Available records Block Start

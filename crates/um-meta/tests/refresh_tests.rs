//! Refresh service, persistence and poller tests over temp project trees.

use async_trait::async_trait;
use std::fs;
use std::path::Path;
use std::sync::Arc;
use std::time::Duration;
use um_core::artifacts::{RawCatalog, RawManifest};
use um_core::{ArtifactSource, Config, CoreResult, FsArtifacts, Project};
use um_meta::{
    DescriptionEnricher, EnrichTarget, EntityType, MetaError, MetaResult, MetadataStore, Poller,
    RefreshService, RefreshTrigger, SnapshotDocument,
};

fn write(path: &Path, content: &str) {
    if let Some(parent) = path.parent() {
        fs::create_dir_all(parent).unwrap();
    }
    fs::write(path, content).unwrap();
}

fn add_project(root: &Path, dir: &str, name: &str, models: &[(&str, &str)]) {
    let base = root.join(dir);
    write(&base.join("dbt_project.yml"), &format!("name: {}\n", name));
    let mut nodes = serde_json::Map::new();
    for (model, sql) in models {
        nodes.insert(
            format!("model.{}.{}", name, model),
            serde_json::json!({
                "resource_type": "model",
                "name": model,
                "package_name": name,
                "raw_code": sql,
                "columns": {"id": {"name": "id"}},
            }),
        );
        write(&base.join(format!("models/{}.sql", model)), sql);
    }
    let manifest = serde_json::json!({
        "metadata": {"project_name": name},
        "nodes": nodes,
        "sources": {},
    });
    write(&base.join("target/manifest.json"), &manifest.to_string());
}

fn seed(root: &Path) {
    add_project(
        root,
        "customer",
        "customer_project",
        &[("dim_customer", "select id from raw.customers")],
    );
    add_project(
        root,
        "claims",
        "claims_project",
        &[(
            "stg_claims",
            "select id from {{ ref('dim_customer', 'customer_project') }}",
        )],
    );
}

fn config(root: &Path) -> Config {
    let mut config = Config {
        projects_dir: root.join("projects"),
        output_path: root.join("exports").join("uni_metadata.json"),
        ..Config::default()
    };
    config.watch.debounce_ms = 10;
    config
}

fn service(config: Config) -> RefreshService {
    RefreshService::new(Arc::new(config), Arc::new(MetadataStore::new()))
}

#[tokio::test]
async fn test_refresh_publishes_and_persists() {
    let dir = tempfile::tempdir().unwrap();
    let config = config(dir.path());
    seed(&config.projects_dir);
    let output_path = config.output_path.clone();
    let service = service(config);

    let report = service.refresh(RefreshTrigger::Manual).await.unwrap();
    assert!(report.success, "{}", report.message);
    assert_eq!(report.project_count, 2);
    assert_eq!(report.node_count, 2);
    assert_eq!(report.edge_count, 1);

    let upstream = service.store().get_upstream("claims_project_stg_claims");
    assert_eq!(upstream.len(), 1);
    assert_eq!(upstream[0].global_id, "customer_project_dim_customer");

    let document = SnapshotDocument::load(&output_path).unwrap().unwrap();
    assert_eq!(document.models.len(), 2);
    assert_eq!(document.lineage.len(), 1);
    assert_eq!(document.projects.len(), 2);

    let status = service.status();
    assert!(!status.in_progress);
    assert_eq!(status.last.unwrap().run_id, report.run_id);
}

#[tokio::test]
async fn test_refresh_is_idempotent() {
    let dir = tempfile::tempdir().unwrap();
    let config = config(dir.path());
    seed(&config.projects_dir);
    let service = service(config);

    service.refresh(RefreshTrigger::Manual).await.unwrap();
    let first = service.store().snapshot();
    service.refresh(RefreshTrigger::Manual).await.unwrap();
    let second = service.store().snapshot();

    assert_eq!(first.graph.nodes(), second.graph.nodes());
    assert_eq!(first.graph.edges(), second.graph.edges());
    assert_eq!(first.projects, second.projects);
}

#[tokio::test]
async fn test_user_edits_survive_refresh() {
    let dir = tempfile::tempdir().unwrap();
    let config = config(dir.path());
    seed(&config.projects_dir);
    let service = service(config);

    service.refresh(RefreshTrigger::Manual).await.unwrap();
    service
        .store()
        .update_description(
            EntityType::Model,
            "customer_project_dim_customer",
            "Curated customers",
        )
        .unwrap();
    service.refresh(RefreshTrigger::Manual).await.unwrap();

    let node = service
        .store()
        .get_node("customer_project_dim_customer")
        .unwrap();
    assert_eq!(node.description.as_deref(), Some("Curated customers"));
    assert!(node.user_edited);
}

#[tokio::test]
async fn test_failed_refresh_keeps_previous_snapshot() {
    let dir = tempfile::tempdir().unwrap();
    let config = config(dir.path());
    seed(&config.projects_dir);
    let projects_dir = config.projects_dir.clone();
    let service = service(config);
    service.refresh(RefreshTrigger::Manual).await.unwrap();

    // Second directory declaring the same project name
    add_project(
        &projects_dir,
        "customer_copy",
        "customer_project",
        &[("other", "select 1 as id")],
    );
    let report = service.refresh(RefreshTrigger::Manual).await.unwrap();
    assert!(!report.success);
    assert!(report.message.contains("E005"), "{}", report.message);
    assert_eq!(service.store().snapshot().graph.node_count(), 2);
    assert!(service
        .store()
        .get_node("customer_project_dim_customer")
        .is_some());
}

/// Artifact source that stalls before reading the manifest
struct SlowArtifacts {
    inner: FsArtifacts,
    delay: Duration,
}

impl ArtifactSource for SlowArtifacts {
    fn manifest(&self, project: &Project) -> CoreResult<Option<RawManifest>> {
        std::thread::sleep(self.delay);
        self.inner.manifest(project)
    }

    fn catalog(&self, project: &Project) -> CoreResult<Option<RawCatalog>> {
        self.inner.catalog(project)
    }
}

#[tokio::test(flavor = "multi_thread", worker_threads = 2)]
async fn test_concurrent_refresh_is_rejected() {
    let dir = tempfile::tempdir().unwrap();
    let config = config(dir.path());
    seed(&config.projects_dir);
    let artifacts = SlowArtifacts {
        inner: FsArtifacts::from_config(&config),
        delay: Duration::from_millis(300),
    };
    let service = Arc::new(service(config).with_artifacts(Arc::new(artifacts)));

    let background = {
        let service = Arc::clone(&service);
        tokio::spawn(async move { service.refresh(RefreshTrigger::Manual).await })
    };
    while !service.status().in_progress {
        tokio::time::sleep(Duration::from_millis(5)).await;
    }

    let err = service.refresh(RefreshTrigger::Manual).await.unwrap_err();
    assert!(matches!(err, MetaError::RefreshInProgress));

    let report = background.await.unwrap().unwrap();
    assert!(report.success);
    assert!(!service.is_refreshing());
}

#[tokio::test(flavor = "multi_thread", worker_threads = 2)]
async fn test_cancelled_refresh_clears_in_progress() {
    let dir = tempfile::tempdir().unwrap();
    let config = config(dir.path());
    seed(&config.projects_dir);
    let artifacts = SlowArtifacts {
        inner: FsArtifacts::from_config(&config),
        delay: Duration::from_millis(300),
    };
    let service = service(config).with_artifacts(Arc::new(artifacts));

    let outcome = tokio::time::timeout(
        Duration::from_millis(50),
        service.refresh(RefreshTrigger::Manual),
    )
    .await;
    assert!(outcome.is_err());

    assert!(!service.is_refreshing());
    let status = service.status();
    assert!(!status.in_progress);
    assert!(status.last.is_none());

    // blocking loads from the dropped run finish on their own
    tokio::time::sleep(Duration::from_millis(400)).await;
    let report = service.refresh(RefreshTrigger::Manual).await.unwrap();
    assert!(report.success);
}

struct Describer;

#[async_trait]
impl DescriptionEnricher for Describer {
    async fn describe(&self, target: EnrichTarget<'_>) -> MetaResult<Option<String>> {
        Ok(match target {
            EnrichTarget::Node(node) => Some(format!("Generated for {}", node.local_name)),
            EnrichTarget::Column { .. } => None,
        })
    }
}

#[tokio::test]
async fn test_enrichment_runs_after_publish() {
    let dir = tempfile::tempdir().unwrap();
    let mut config = config(dir.path());
    config.enrichment.enabled = true;
    seed(&config.projects_dir);
    let service = service(config).with_enricher(Arc::new(Describer));

    service.refresh(RefreshTrigger::Manual).await.unwrap();

    let mut description = None;
    for _ in 0..100 {
        description = service
            .store()
            .get_node("claims_project_stg_claims")
            .and_then(|n| n.description);
        if description.is_some() {
            break;
        }
        tokio::time::sleep(Duration::from_millis(10)).await;
    }
    assert_eq!(description.as_deref(), Some("Generated for stg_claims"));
}

#[tokio::test]
async fn test_poller_refreshes_on_artifact_change() {
    let dir = tempfile::tempdir().unwrap();
    let config = config(dir.path());
    seed(&config.projects_dir);
    let projects_dir = config.projects_dir.clone();
    let service = Arc::new(service(config));
    service.refresh(RefreshTrigger::Startup).await.unwrap();

    let poller = Poller::new(Arc::clone(&service));
    poller.baseline().await.unwrap();
    assert!(!poller.check().await.unwrap());
    assert_eq!(poller.status().watched_files, 2);

    add_project(
        &projects_dir,
        "billing",
        "billing_project",
        &[("invoices", "select id from {{ ref('stg_claims') }}")],
    );
    assert!(poller.check().await.unwrap());
    assert!(poller.status().last_refresh_at.is_some());
    assert_eq!(service.store().list_projects().len(), 3);
    assert_eq!(
        service.store().get_upstream("billing_project_invoices")[0].global_id,
        "claims_project_stg_claims"
    );

    assert!(!poller.check().await.unwrap());
}

#[tokio::test]
async fn test_poller_spawn_and_stop() {
    let dir = tempfile::tempdir().unwrap();
    let config = config(dir.path());
    let service = Arc::new(service(config));
    let handle = Arc::new(Poller::new(service)).spawn();
    for _ in 0..100 {
        if handle.poller().status().active {
            break;
        }
        tokio::time::sleep(Duration::from_millis(10)).await;
    }
    assert!(handle.poller().status().active);
    let poller = Arc::clone(handle.poller());
    handle.stop().await;
    assert!(!poller.status().active);
}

Available records Block End

Go through the material and report each line that holds the string "background".

    let background = {
    let report = background.await.unwrap().unwrap();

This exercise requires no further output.